Associated Press/John BazemoreSen. Kamala Harris, D-Calif., walks onto the stage before a Democratic presidential primary debate, Wednesday, Nov. 20, 2019, in Atlanta.
  • Allison Schrager, senior fellow at the Manhattan Institute, told CNBC on Wednesday markets seem comfortable with Kamala Harris on the ballot, and to some degree have already priced in a possible Biden presidency.

  • Harris proposed a tax on stock and bond trades last summer, but Schrager said she doesn’t expect Biden and Harris to make that change if they are elected.
  • She added that Biden and Harris “aren’t particularly risk takers as candidates.”
  • The nation could expect higher income taxes and raised corporate taxes with a Biden-Harris presidency, said Schrager.

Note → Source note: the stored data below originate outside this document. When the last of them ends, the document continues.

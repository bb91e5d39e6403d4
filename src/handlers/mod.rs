pub mod calendar;
pub mod health;
pub mod login_bonus;
pub mod notifications;
pub mod player;
pub mod quests;
pub mod ws;

use crate::models::player::GameState;
use crate::AppState;

const UNSAVED_WARNING: &str =
    "Progress could not be saved and may be lost on restart; the next successful action will save it";

/// Makes `next` the live state and persists it. A failed save keeps the new
/// state in memory and is reported as a warning instead of an error.
pub(crate) async fn commit(state: &AppState, game: &mut GameState, next: GameState) -> Option<String> {
    *game = next;
    match state.repo.save(game).await {
        Ok(()) => None,
        Err(e) => {
            tracing::warn!(error = %e, "Failed to persist game state");
            Some(UNSAVED_WARNING.into())
        }
    }
}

Allison Schrager, senior fellow at the Manhattan Institute, told CNBC on Wednesday that Joe Biden’s pick of Kamala Harris was a predictable move and markets seem comfortable with Harris on the ballot. The economist, who is the author of “An Economist Walks Into a Brothel,” cited the Wednesday morning implied market opening as a sign that investors weren’t surprised “by any stretch” about Harris. She added, “Markets are forward looking, So I think to some degree they have already priced in a possible Biden presidency. They’re thinking years out. I think markets would be moving very differently if it were a Bernie Sanders candidate already by now.”

Last summer Harris released a plan for an expanded version of Medicare that would involve taxing stock trades at 0.2%, bond trades at 0.1% and derivative transactions at 0.002%. Schrager said she doesn’t think this tax will happen.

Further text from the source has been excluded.